> _Material for this exercise_:
+ + + +

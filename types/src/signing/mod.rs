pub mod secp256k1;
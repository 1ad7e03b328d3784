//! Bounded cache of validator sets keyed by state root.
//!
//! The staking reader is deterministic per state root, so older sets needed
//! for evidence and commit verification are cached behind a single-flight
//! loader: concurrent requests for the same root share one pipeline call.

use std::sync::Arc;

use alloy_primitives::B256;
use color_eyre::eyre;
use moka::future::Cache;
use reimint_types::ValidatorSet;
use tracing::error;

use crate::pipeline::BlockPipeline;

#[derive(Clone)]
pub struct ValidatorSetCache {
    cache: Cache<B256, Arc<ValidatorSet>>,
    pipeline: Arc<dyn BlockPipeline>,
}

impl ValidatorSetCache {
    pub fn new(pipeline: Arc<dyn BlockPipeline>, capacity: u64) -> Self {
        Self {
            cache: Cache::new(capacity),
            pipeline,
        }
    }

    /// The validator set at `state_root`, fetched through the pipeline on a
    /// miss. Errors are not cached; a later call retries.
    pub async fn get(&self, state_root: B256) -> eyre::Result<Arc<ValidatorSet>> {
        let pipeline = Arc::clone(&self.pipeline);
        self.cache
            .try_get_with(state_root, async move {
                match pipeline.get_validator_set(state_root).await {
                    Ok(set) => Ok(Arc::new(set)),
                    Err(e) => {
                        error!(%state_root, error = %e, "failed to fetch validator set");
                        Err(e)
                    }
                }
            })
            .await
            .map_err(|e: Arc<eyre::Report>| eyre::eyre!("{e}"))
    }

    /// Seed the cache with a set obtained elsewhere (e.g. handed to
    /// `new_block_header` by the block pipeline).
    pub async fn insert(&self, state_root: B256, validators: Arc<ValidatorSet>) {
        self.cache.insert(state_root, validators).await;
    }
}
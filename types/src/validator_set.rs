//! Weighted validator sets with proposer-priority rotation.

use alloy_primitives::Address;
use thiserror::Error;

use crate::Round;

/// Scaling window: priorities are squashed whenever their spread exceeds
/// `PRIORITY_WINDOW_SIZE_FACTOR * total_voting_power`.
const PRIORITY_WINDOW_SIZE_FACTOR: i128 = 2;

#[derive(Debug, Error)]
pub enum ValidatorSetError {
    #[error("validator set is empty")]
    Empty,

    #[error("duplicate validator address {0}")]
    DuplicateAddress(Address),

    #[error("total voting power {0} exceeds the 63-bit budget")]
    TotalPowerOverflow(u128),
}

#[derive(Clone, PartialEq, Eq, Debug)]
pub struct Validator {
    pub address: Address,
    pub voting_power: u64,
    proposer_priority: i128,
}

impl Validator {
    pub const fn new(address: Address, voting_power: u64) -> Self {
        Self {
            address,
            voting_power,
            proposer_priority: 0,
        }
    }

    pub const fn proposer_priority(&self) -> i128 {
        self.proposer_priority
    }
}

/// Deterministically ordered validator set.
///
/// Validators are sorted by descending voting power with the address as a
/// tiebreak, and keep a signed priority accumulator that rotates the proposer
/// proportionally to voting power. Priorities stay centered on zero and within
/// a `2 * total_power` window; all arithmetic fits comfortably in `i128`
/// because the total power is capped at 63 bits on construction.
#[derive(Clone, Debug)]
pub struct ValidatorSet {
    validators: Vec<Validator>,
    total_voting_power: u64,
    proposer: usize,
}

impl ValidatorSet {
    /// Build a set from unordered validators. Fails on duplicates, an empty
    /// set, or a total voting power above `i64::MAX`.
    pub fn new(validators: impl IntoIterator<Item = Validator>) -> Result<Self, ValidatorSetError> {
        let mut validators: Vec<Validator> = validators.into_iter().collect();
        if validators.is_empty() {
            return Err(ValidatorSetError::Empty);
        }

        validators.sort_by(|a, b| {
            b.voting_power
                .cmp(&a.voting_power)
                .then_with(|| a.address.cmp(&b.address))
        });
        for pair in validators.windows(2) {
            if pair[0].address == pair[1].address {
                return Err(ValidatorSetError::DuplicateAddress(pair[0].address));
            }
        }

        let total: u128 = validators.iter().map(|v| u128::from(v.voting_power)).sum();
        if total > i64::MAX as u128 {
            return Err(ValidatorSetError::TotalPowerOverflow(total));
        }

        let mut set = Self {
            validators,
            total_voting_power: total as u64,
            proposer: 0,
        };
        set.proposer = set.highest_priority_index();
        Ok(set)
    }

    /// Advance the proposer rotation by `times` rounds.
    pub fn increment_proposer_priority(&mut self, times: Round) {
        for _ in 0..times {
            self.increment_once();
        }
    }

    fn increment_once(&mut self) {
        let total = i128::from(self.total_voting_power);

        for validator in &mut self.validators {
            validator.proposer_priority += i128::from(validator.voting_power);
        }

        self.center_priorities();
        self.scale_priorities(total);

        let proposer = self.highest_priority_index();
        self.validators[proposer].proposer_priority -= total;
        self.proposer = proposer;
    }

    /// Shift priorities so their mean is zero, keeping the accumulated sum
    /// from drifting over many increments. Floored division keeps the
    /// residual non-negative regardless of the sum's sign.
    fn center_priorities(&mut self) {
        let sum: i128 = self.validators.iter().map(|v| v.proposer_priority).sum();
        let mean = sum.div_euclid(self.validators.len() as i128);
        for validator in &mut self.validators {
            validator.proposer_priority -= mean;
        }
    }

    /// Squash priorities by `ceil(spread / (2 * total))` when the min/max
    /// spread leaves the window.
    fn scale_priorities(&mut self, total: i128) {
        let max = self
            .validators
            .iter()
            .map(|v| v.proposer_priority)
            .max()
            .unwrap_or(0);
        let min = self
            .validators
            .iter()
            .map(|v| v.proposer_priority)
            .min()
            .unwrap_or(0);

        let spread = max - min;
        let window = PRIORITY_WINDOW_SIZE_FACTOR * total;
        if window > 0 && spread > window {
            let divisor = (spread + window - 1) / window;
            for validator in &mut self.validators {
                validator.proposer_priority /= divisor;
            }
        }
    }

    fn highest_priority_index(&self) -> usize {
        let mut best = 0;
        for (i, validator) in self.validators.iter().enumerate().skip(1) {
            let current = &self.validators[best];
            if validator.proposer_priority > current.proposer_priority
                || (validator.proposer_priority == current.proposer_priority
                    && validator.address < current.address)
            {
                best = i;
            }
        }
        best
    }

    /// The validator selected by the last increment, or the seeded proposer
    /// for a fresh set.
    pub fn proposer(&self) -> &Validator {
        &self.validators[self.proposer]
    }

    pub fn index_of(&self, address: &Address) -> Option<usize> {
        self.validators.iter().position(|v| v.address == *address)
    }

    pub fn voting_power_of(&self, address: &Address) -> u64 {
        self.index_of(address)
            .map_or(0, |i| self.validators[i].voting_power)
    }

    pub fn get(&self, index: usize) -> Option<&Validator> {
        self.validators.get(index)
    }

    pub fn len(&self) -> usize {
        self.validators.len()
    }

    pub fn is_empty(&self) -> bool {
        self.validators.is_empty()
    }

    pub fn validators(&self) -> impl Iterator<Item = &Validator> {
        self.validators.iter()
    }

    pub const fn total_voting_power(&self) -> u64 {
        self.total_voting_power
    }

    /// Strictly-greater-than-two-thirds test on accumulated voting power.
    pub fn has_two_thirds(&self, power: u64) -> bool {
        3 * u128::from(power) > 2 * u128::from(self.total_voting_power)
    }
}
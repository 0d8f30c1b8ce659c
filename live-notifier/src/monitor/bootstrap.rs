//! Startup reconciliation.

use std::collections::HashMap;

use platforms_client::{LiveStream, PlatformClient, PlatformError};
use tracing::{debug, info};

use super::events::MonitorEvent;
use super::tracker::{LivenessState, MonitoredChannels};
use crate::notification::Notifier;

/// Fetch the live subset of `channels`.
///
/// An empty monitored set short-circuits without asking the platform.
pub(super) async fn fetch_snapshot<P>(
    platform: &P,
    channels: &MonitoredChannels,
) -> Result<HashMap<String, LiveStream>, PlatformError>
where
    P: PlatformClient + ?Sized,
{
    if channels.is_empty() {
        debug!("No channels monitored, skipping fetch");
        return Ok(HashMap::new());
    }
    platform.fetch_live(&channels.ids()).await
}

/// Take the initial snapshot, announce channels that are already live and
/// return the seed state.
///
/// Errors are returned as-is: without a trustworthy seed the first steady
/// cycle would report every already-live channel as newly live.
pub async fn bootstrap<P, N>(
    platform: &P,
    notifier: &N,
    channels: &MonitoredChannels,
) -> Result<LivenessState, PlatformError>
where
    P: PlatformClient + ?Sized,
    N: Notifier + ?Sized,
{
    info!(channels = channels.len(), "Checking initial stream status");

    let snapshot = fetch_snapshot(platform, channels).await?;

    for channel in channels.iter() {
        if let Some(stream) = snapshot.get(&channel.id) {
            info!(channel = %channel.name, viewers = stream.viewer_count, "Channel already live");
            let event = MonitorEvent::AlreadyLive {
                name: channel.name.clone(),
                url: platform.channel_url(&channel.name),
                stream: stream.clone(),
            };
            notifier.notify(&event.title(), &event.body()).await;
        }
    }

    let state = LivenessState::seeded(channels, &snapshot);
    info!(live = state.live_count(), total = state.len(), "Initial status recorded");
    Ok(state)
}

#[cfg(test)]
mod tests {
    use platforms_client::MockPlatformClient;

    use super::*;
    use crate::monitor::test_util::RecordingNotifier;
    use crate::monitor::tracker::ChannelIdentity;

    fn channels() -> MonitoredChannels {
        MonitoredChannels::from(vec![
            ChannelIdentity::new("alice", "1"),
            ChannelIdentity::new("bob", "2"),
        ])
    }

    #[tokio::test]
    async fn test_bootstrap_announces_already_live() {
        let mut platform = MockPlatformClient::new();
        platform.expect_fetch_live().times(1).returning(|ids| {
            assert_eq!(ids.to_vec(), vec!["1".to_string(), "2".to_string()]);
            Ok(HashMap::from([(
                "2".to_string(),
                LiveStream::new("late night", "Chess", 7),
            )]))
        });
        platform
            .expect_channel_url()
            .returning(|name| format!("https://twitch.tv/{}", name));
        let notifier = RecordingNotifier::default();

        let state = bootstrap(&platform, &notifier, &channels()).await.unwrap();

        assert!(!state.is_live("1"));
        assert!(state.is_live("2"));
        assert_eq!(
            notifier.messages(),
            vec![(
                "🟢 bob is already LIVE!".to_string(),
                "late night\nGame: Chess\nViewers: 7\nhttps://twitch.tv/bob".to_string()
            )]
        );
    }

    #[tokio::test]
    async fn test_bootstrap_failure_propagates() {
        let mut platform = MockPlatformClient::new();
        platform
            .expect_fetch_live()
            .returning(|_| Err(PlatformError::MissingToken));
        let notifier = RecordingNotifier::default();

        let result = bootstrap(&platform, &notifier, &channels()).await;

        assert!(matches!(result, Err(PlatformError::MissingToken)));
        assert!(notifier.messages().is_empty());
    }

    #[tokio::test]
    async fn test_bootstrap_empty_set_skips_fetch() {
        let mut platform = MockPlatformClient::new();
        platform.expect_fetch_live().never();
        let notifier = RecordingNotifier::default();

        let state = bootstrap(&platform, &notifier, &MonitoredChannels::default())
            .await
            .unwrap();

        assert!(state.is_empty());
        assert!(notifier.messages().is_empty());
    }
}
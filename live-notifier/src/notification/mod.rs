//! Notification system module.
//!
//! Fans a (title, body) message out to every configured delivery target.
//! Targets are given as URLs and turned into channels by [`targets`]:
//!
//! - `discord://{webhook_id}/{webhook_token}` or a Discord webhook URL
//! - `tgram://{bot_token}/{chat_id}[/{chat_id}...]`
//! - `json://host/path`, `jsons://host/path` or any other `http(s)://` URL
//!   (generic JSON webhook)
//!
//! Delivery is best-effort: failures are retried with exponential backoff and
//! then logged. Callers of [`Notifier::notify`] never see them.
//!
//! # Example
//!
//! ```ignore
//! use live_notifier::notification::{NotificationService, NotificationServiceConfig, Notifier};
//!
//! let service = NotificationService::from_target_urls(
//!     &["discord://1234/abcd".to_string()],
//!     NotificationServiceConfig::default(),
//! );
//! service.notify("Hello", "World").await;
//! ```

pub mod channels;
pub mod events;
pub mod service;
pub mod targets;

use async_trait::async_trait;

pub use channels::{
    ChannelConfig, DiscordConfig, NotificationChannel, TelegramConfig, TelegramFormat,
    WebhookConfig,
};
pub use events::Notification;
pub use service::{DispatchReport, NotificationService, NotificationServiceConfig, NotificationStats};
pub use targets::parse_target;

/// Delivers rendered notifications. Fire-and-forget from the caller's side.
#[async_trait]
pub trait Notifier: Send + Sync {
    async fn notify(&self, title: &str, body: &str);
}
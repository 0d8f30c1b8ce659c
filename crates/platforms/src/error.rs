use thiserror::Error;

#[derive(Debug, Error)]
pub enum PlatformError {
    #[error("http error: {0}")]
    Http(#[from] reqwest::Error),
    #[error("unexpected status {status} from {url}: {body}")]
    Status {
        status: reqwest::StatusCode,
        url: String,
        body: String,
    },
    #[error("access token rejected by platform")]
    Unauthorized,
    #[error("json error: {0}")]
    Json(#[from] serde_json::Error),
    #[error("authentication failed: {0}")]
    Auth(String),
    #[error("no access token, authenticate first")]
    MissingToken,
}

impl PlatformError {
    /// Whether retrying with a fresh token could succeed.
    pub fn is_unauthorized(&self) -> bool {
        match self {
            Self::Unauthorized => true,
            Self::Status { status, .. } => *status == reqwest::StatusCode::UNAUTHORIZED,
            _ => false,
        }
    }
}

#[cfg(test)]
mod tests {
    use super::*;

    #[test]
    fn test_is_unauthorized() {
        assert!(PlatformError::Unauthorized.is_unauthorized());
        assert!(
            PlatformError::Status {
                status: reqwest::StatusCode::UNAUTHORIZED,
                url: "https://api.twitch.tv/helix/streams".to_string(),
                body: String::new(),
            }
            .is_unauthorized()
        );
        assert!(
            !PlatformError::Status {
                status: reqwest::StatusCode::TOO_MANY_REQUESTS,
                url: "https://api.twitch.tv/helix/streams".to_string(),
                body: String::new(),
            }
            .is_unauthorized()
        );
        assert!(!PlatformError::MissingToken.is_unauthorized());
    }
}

+ + + +

> _What you are asked to do_: From the records above, give again exactly the lines running from the line with "assert!(matches!(result, Err(PlatformError::MissingToken)));" to the line with "pub trait Notifier: Send", inclusive.

> _Response box_:
        assert!(matches!(result, Err(PlatformError::MissingToken)));
        assert!(notifier.messages().is_empty());
    }

    #[tokio::test]
    async fn test_bootstrap_empty_set_skips_fetch() {
        let mut platform = MockPlatformClient::new();
        platform.expect_fetch_live().never();
        let notifier = RecordingNotifier::default();

        let state = bootstrap(&platform, &notifier, &MonitoredChannels::default())
            .await
            .unwrap();

        assert!(state.is_empty());
        assert!(notifier.messages().is_empty());
    }
}
filename live-notifier/src/notification/mod.rs
//! Notification system module.
//!
//! Fans a (title, body) message out to every configured delivery target.
//! Targets are given as URLs and turned into channels by [`targets`]:
//!
//! - `discord://{webhook_id}/{webhook_token}` or a Discord webhook URL
//! - `tgram://{bot_token}/{chat_id}[/{chat_id}...]`
//! - `json://host/path`, `jsons://host/path` or any other `http(s)://` URL
//!   (generic JSON webhook)
//!
//! Delivery is best-effort: failures are retried with exponential backoff and
//! then logged. Callers of [`Notifier::notify`] never see them.
//!
//! # Example
//!
//! ```ignore
//! use live_notifier::notification::{NotificationService, NotificationServiceConfig, Notifier};
//!
//! let service = NotificationService::from_target_urls(
//!     &["discord://1234/abcd".to_string()],
//!     NotificationServiceConfig::default(),
//! );
//! service.notify("Hello", "World").await;
//! ```

pub mod channels;
pub mod events;
pub mod service;
pub mod targets;

use async_trait::async_trait;

pub use channels::{
    ChannelConfig, DiscordConfig, NotificationChannel, TelegramConfig, TelegramFormat,
    WebhookConfig,
};
pub use events::Notification;
pub use service::{DispatchReport, NotificationService, NotificationServiceConfig, NotificationStats};
pub use targets::parse_target;

/// Delivers rendered notifications. Fire-and-forget from the caller's side.
#[async_trait]
pub trait Notifier: Send + Sync {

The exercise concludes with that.